- [Exercise aim]:
Look through the material and tally each line bearing the word "done". Give only the total.

+++ Data section

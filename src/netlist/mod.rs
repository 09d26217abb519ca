//! The netlist: arena of devices, terminals, nets and parameters, and the
//! event loop driving them.
//!
//! ## Structure
//!
//! Every entity lives in a flat vector of the [`Netlist`] and is referenced
//! by a typed index ([`DeviceId`], [`TermId`], [`NetId`], [`ParamId`]).
//! Terminals point to their net, nets list their terminals, and devices own
//! their terminals and parameters. Nothing holds a reference across calls.
//!
//! ## Event loop
//!
//! [`Netlist::process_queue_for`] pops events in time order and delivers
//! each net's pending transition to the devices listening on it. Device
//! models react by pushing new values onto their outputs, which schedules
//! further events.

mod device;
mod family;
mod net;
mod param;
mod state;
mod terminal;
mod types;

use std::collections::HashMap;

use tracing::{debug, info};

pub use device::{Device, DeviceModel};
pub use family::LogicFamily;
pub use net::Net;
pub use param::{parse_number, Param, ParamValue};
pub use state::{NetState, Snapshot};
pub use terminal::Terminal;
pub use types::{state as term_state, DeviceId, Domain, NetId, ParamId, QueueStatus, TermId, TermKind};

use crate::config::NetlistConfig;
use crate::error::{NetlistError, Result};
use crate::queue::Queue;
use crate::setup::ModelTable;
use crate::solver::MatrixSolver;
use crate::time::SimTime;

/// Event loop counters.
#[derive(Debug, Clone, Copy, Default)]
pub struct NetlistStats {
    /// Queue entries popped
    pub queue_pops: u64,
    /// Transitions delivered to listeners
    pub net_updates: u64,
    /// Devices woken up by a new listener
    pub inc_active: u64,
}

/// A delivered transition, recorded when tracing is enabled.
#[derive(Debug, Clone, Copy, PartialEq)]
pub struct TraceEntry {
    pub time: SimTime,
    pub net: NetId,
    pub q: u32,
}

/// Fast-path clock net toggled by the event loop itself.
#[derive(Debug, Clone, Copy)]
pub(crate) struct MainClock {
    pub(crate) net: NetId,
    pub(crate) inc: SimTime,
}

/// A simulation instance.
#[derive(Debug)]
pub struct Netlist {
    pub(crate) config: NetlistConfig,
    pub(crate) time: SimTime,
    pub(crate) queue: Queue,
    pub(crate) devices: Vec<Device>,
    pub(crate) terms: Vec<Terminal>,
    pub(crate) nets: Vec<Net>,
    pub(crate) params: Vec<Param>,
    pub(crate) models: ModelTable,
    pub(crate) families: HashMap<String, LogicFamily>,
    /// Solver groups, taken out while one is solving
    pub(crate) solvers: Vec<Option<Box<MatrixSolver>>>,
    pub(crate) mainclock: Option<MainClock>,
    pub(crate) stats: NetlistStats,
    pub(crate) trace: Option<Vec<TraceEntry>>,
    scratch: Vec<TermId>,
    device_index: HashMap<String, DeviceId>,
    term_index: HashMap<String, TermId>,
    net_index: HashMap<String, NetId>,
    param_index: HashMap<String, ParamId>,
    /// Terminal aliases handed over by the setup once wiring is done
    aliases: HashMap<String, String>,
}

impl Netlist {
    pub fn new(config: NetlistConfig) -> Self {
        Self {
            config,
            time: SimTime::zero(),
            queue: Queue::with_capacity(0),
            devices: Vec::new(),
            terms: Vec::new(),
            nets: Vec::new(),
            params: Vec::new(),
            models: ModelTable::new(),
            families: HashMap::new(),
            solvers: Vec::new(),
            mainclock: None,
            stats: NetlistStats::default(),
            trace: None,
            scratch: Vec::new(),
            device_index: HashMap::new(),
            term_index: HashMap::new(),
            net_index: HashMap::new(),
            param_index: HashMap::new(),
            aliases: HashMap::new(),
        }
    }

    pub fn config(&self) -> &NetlistConfig {
        &self.config
    }

    pub fn time(&self) -> SimTime {
        self.time
    }

    pub fn queue(&self) -> &Queue {
        &self.queue
    }

    pub fn stats(&self) -> NetlistStats {
        self.stats
    }

    pub fn models(&self) -> &ModelTable {
        &self.models
    }

    // ============ Lookup ============

    pub fn find_device(&self, name: &str) -> Option<DeviceId> {
        self.device_index.get(name).copied()
    }

    /// Terminal by its full name or by an alias (`D1.A` for `D1.1`).
    pub fn find_term(&self, name: &str) -> Option<TermId> {
        if let Some(&t) = self.term_index.get(name) {
            return Some(t);
        }
        let mut cur = name;
        for _ in 0..=self.aliases.len() {
            cur = self.aliases.get(cur).map(String::as_str)?;
            if let Some(&t) = self.term_index.get(cur) {
                return Some(t);
            }
        }
        None
    }

    pub(crate) fn set_aliases(&mut self, aliases: HashMap<String, String>) {
        self.aliases = aliases;
    }

    pub fn find_net(&self, name: &str) -> Option<NetId> {
        self.net_index
            .get(name)
            .copied()
            .filter(|n| !self.nets[n.0].retired)
    }

    pub fn find_param(&self, name: &str) -> Result<ParamId> {
        self.param_index
            .get(name)
            .copied()
            .ok_or_else(|| NetlistError::ParamNotFound {
                name: name.to_string(),
            })
    }

    /// Devices of a class, in creation order.
    pub fn devices_of_class<'a>(&'a self, class: &'a str) -> impl Iterator<Item = DeviceId> + 'a {
        self.devices()
            .filter(move |(_, d)| d.class == class)
            .map(|(id, _)| id)
    }

    // ============ Construction ============

    pub(crate) fn add_device(&mut self, name: &str, class: &str) -> Result<DeviceId> {
        if self.device_index.contains_key(name) {
            return Err(NetlistError::DuplicateDevice {
                name: name.to_string(),
            });
        }
        let id = DeviceId(self.devices.len());
        self.devices
            .push(Device::new(name.to_string(), class.to_string(), LogicFamily::ttl()));
        self.device_index.insert(name.to_string(), id);
        Ok(id)
    }

    /// Create a terminal `<device>.<pin>`. Outputs get their own rail net.
    pub(crate) fn add_terminal(&mut self, dev: DeviceId, pin: &str, kind: TermKind) -> Result<TermId> {
        let name = format!("{}.{}", self.devices[dev.0].name, pin);
        if self.term_index.contains_key(&name) {
            return Err(NetlistError::DuplicateTerminal { name });
        }
        let id = TermId(self.terms.len());
        self.terms.push(Terminal::new(name.clone(), dev, kind));
        self.term_index.insert(name.clone(), id);
        self.devices[dev.0].terms.push(id);
        if let TermKind::Output(domain) = kind {
            let net = self.add_net(format!("{}.net", name), domain, Some(id));
            self.terms[id.0].net = Some(net);
        }
        Ok(id)
    }

    pub(crate) fn set_other(&mut self, a: TermId, b: TermId) {
        self.terms[a.0].other = Some(b);
        self.terms[b.0].other = Some(a);
    }

    pub(crate) fn set_dummy(&mut self, t: TermId) {
        self.terms[t.0].dummy = true;
    }

    pub(crate) fn set_proxy(&mut self, t: TermId, proxy: TermId) {
        self.terms[t.0].proxy = Some(proxy);
    }

    pub(crate) fn set_family(&mut self, d: DeviceId, family: LogicFamily) {
        self.devices[d.0].family = family;
    }

    pub(crate) fn add_param(&mut self, dev: DeviceId, name: &str, value: ParamValue) -> Result<ParamId> {
        let full = format!("{}.{}", self.devices[dev.0].name, name);
        if self.param_index.contains_key(&full) {
            return Err(NetlistError::DuplicateParam { name: full });
        }
        let id = ParamId(self.params.len());
        self.params.push(Param {
            name: full.clone(),
            device: dev,
            value,
        });
        self.param_index.insert(full, id);
        self.devices[dev.0].params.push(id);
        Ok(id)
    }

    // ============ Parameters ============

    pub fn param(&self, p: ParamId) -> &Param {
        &self.params[p.0]
    }

    pub fn param_f64(&self, p: ParamId) -> f64 {
        match &self.params[p.0].value {
            ParamValue::Double(v) => *v,
            ParamValue::Int(v) => *v as f64,
            ParamValue::Logic(v) => f64::from(u8::from(*v)),
            ParamValue::Str(s) | ParamValue::Model(s) => parse_number(s).unwrap_or(0.0),
        }
    }

    pub fn param_i64(&self, p: ParamId) -> i64 {
        match &self.params[p.0].value {
            ParamValue::Int(v) => *v,
            _ => self.param_f64(p) as i64,
        }
    }

    pub fn param_bool(&self, p: ParamId) -> bool {
        match &self.params[p.0].value {
            ParamValue::Logic(v) => *v,
            _ => self.param_f64(p) != 0.0,
        }
    }

    pub fn param_str(&self, p: ParamId) -> &str {
        match &self.params[p.0].value {
            ParamValue::Str(s) | ParamValue::Model(s) => s,
            _ => "",
        }
    }

    /// Value `entity` of the model held by a model parameter.
    pub fn param_model_value(&self, p: ParamId, entity: &str) -> Result<f64> {
        self.models.value(self.param_str(p), entity)
    }

    /// Change a parameter at run time and let its device re-read it.
    pub fn set_param(&mut self, name: &str, text: &str) -> Result<()> {
        let id = self.find_param(name)?;
        let value = self.params[id.0].value.parse_like(name, text)?;
        self.params[id.0].value = value;
        let dev = self.params[id.0].device;
        debug!(param = name, value = text, "parameter changed");
        self.with_model(dev, |m, nl| m.update_param(nl));
        Ok(())
    }

    /// Logic family described by a model string, cached per model.
    pub fn family_from_model(&mut self, model: &str) -> Result<LogicFamily> {
        let map = self.models.parse(model)?;
        match map.get("TYPE").map(String::as_str) {
            Some("TTL") => return Ok(LogicFamily::ttl()),
            Some("CD4XXX") => return Ok(LogicFamily::cd4xxx()),
            _ => {}
        }
        if let Some(f) = self.families.get(model) {
            return Ok(*f);
        }
        let v = |key: &str| ModelTable::value_of(&map, model, key);
        let family = LogicFamily {
            fixed_v: v("FV")?,
            low_thresh_pcnt: v("IVL")?,
            high_thresh_pcnt: v("IVH")?,
            low_vo: v("OVL")?,
            high_vo: v("OVH")?,
            r_low: v("ORL")?,
            r_high: v("ORH")?,
        };
        self.families.insert(model.to_string(), family);
        Ok(family)
    }

    // ============ Event loop ============

    /// Enable or disable recording of delivered transitions.
    pub fn set_trace(&mut self, on: bool) {
        self.trace = if on { Some(Vec::new()) } else { None };
    }

    /// Take the recorded transitions, leaving tracing enabled.
    pub fn take_trace(&mut self) -> Vec<TraceEntry> {
        self.trace.as_mut().map(std::mem::take).unwrap_or_default()
    }

    pub(crate) fn set_mainclock(&mut self, out: TermId, inc: SimTime) {
        if let Some(net) = self.terms[out.0].net {
            self.mainclock = Some(MainClock { net, inc });
        }
    }

    fn deliver(&mut self, n: NetId) {
        if let Some(trace) = self.trace.as_mut() {
            trace.push(TraceEntry {
                time: self.time,
                net: n,
                q: self.nets[n.0].new_q,
            });
        }
        self.update_devs(n);
    }

    /// Advance simulation time by at most `delta`.
    ///
    /// Returns once every event up to `now + delta` has been delivered; the
    /// time is then exactly `now + delta`.
    pub fn process_queue_for(&mut self, delta: SimTime) {
        let stop = self.time + delta;
        self.queue.push(stop, None);

        match self.mainclock {
            None => loop {
                let e = self.queue.pop();
                self.time = e.time;
                self.stats.queue_pops += 1;
                match e.net {
                    Some(n) => self.deliver(n),
                    None => break,
                }
            },
            Some(mc) => {
                let mut mc_time = self.nets[mc.net.0].next_scheduled_time;
                loop {
                    while self.queue.top().time > mc_time {
                        self.time = mc_time;
                        mc_time += mc.inc;
                        self.toggle_new_q(mc.net);
                        self.deliver(mc.net);
                    }
                    let e = self.queue.pop();
                    self.time = e.time;
                    self.stats.queue_pops += 1;
                    match e.net {
                        Some(n) => self.deliver(n),
                        None => break,
                    }
                }
                self.nets[mc.net.0].next_scheduled_time = mc_time;
            }
        }
    }

    // ============ Startup ============

    fn all_nets(&self) -> Vec<NetId> {
        (0..self.nets.len()).map(NetId).collect()
    }

    /// Bring the whole netlist to time zero and settle it.
    pub fn reset(&mut self) {
        self.time = SimTime::zero();
        self.queue.clear();
        self.mainclock = None;

        let nets = self.all_nets();
        for &n in &nets {
            self.reset_net(n);
        }
        for d in 0..self.devices.len() {
            self.with_model(DeviceId(d), |m, nl| m.reset(nl));
        }
        for d in 0..self.devices.len() {
            self.with_model(DeviceId(d), |m, nl| m.update_param(nl));
        }

        match self.config.startup_strategy {
            1 => {
                debug!("startup: updating all devices, last to first");
                for d in (0..self.devices.len()).rev() {
                    self.update_device(DeviceId(d));
                }
            }
            2 => {
                debug!("startup: updating all devices, first to last");
                for d in 0..self.devices.len() {
                    self.update_device(DeviceId(d));
                }
            }
            _ => self.startup_by_inputs(&nets),
        }

        // the startup updates may have left the lists out of sync with the
        // terminal states
        for &n in &nets {
            self.rebuild_list(n);
        }
    }

    /// Update once per connected input, then every device not reached.
    fn startup_by_inputs(&mut self, nets: &[NetId]) {
        let mut touched = vec![false; self.devices.len()];
        for &n in nets {
            let terms = self.nets[n.0].core_terms.clone();
            for t in terms {
                if self.terms[t.0].kind.is_input() {
                    let dev = self.terms[t.0].device;
                    touched[dev.0] = true;
                    self.update_device(dev);
                }
            }
        }
        debug!(
            "startup: {} devices updated through inputs",
            touched.iter().filter(|t| **t).count()
        );
        for (d, done) in touched.into_iter().enumerate() {
            if !done {
                self.update_device(DeviceId(d));
            }
        }
    }

    /// Stop the simulation and log statistics.
    pub fn stop(&mut self) {
        for d in 0..self.devices.len() {
            self.with_model(DeviceId(d), |m, nl| m.stop(nl));
        }
        info!(
            time = %self.time,
            queue_pops = self.stats.queue_pops,
            net_updates = self.stats.net_updates,
            inc_active = self.stats.inc_active,
            "simulation stopped"
        );
    }

    /// Size the event queue for the final net count.
    pub(crate) fn size_queue(&mut self) {
        let capacity = if self.config.queue_capacity > 0 {
            self.config.queue_capacity
        } else {
            self.nets.len() + 2
        };
        self.queue = Queue::with_capacity(capacity);
    }

    pub(crate) fn retire_net(&mut self, n: NetId) {
        self.nets[n.0].retired = true;
    }
}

++++++

- [Expected answer]:
3